━━ GIVEN DATA ━━

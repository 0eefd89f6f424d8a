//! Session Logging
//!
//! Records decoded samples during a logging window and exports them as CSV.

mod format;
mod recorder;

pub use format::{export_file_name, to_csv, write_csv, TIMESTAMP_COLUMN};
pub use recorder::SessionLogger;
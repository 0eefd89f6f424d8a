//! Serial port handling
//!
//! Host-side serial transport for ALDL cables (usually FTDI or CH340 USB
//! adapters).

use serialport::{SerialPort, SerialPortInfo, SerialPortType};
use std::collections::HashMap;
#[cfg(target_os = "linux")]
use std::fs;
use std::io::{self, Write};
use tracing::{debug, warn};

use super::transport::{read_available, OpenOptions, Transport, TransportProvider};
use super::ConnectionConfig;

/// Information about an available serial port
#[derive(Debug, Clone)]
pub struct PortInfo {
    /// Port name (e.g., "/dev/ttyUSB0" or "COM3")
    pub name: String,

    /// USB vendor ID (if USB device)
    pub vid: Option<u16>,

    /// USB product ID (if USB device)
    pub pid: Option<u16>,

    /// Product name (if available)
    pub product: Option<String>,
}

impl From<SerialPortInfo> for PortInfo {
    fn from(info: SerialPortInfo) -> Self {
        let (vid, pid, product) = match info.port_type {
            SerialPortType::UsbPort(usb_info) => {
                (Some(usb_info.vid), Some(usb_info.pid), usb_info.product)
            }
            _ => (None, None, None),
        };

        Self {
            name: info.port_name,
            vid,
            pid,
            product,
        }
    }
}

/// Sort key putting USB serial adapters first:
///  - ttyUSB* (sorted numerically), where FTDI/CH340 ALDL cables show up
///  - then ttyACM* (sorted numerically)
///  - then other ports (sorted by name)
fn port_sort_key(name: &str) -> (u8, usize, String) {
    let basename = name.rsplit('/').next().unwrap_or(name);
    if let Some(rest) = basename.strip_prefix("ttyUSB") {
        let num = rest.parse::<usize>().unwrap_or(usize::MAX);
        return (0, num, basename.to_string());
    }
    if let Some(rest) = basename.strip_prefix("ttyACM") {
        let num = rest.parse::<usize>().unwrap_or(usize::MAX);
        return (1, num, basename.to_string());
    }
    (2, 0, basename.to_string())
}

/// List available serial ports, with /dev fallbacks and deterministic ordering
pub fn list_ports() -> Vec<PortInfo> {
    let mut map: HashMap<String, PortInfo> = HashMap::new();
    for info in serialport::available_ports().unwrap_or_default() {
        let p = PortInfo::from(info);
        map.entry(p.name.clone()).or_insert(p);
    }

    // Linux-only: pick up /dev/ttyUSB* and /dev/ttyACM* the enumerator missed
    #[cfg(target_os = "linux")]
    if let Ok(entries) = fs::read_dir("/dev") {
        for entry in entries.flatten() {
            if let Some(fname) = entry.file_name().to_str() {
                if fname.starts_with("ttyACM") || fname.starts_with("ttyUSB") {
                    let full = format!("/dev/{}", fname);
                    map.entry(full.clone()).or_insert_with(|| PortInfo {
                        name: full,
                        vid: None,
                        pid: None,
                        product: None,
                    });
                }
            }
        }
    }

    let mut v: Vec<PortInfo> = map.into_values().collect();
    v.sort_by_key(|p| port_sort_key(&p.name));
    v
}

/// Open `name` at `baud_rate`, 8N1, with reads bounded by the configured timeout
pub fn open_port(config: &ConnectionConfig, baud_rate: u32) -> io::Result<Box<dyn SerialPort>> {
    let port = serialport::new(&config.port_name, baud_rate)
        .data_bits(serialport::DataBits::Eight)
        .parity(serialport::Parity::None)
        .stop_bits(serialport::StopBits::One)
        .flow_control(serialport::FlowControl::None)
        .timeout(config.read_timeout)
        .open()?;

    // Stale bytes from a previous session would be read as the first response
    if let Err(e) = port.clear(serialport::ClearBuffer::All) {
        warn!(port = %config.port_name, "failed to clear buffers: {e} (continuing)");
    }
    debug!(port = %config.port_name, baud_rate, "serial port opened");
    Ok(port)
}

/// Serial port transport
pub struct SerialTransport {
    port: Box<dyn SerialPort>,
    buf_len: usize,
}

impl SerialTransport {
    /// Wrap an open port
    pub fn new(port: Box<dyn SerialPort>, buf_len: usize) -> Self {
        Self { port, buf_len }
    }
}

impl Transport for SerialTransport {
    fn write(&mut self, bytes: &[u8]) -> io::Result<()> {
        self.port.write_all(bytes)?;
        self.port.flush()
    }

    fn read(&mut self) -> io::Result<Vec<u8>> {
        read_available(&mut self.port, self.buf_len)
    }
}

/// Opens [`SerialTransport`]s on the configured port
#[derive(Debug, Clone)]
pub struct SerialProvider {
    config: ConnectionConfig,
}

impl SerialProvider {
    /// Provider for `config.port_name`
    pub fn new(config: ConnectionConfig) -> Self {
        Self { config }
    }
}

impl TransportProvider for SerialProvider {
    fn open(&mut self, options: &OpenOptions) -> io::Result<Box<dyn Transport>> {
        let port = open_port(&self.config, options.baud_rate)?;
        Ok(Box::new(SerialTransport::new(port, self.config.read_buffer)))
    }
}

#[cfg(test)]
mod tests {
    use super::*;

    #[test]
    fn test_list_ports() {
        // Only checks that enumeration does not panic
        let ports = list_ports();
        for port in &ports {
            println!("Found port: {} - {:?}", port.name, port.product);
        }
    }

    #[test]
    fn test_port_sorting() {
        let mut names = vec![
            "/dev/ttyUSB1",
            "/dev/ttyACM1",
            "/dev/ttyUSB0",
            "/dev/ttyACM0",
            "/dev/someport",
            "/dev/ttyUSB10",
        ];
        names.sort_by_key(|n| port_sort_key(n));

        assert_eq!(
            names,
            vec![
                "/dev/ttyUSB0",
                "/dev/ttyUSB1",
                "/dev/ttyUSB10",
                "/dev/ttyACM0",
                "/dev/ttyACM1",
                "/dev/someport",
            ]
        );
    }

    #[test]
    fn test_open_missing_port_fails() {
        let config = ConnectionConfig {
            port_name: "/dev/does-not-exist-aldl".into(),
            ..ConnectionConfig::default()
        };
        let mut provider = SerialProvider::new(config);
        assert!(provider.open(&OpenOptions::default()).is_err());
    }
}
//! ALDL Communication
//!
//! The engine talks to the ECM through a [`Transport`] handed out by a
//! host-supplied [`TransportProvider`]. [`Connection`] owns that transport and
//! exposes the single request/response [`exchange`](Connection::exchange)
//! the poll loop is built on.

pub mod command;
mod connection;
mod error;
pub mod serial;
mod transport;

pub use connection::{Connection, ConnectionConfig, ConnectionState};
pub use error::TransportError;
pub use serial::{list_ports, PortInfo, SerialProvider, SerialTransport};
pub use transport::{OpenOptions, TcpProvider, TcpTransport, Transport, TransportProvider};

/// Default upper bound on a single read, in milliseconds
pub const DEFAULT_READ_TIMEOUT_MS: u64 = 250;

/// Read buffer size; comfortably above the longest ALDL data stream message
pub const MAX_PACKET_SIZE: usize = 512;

━━━

Note every line of the records that holds the word "const", and copy it.

> [ANSWER TO THE EXERCISE]
pub const DEFAULT_READ_TIMEOUT_MS: u64 = 250;
pub const MAX_PACKET_SIZE: usize = 512;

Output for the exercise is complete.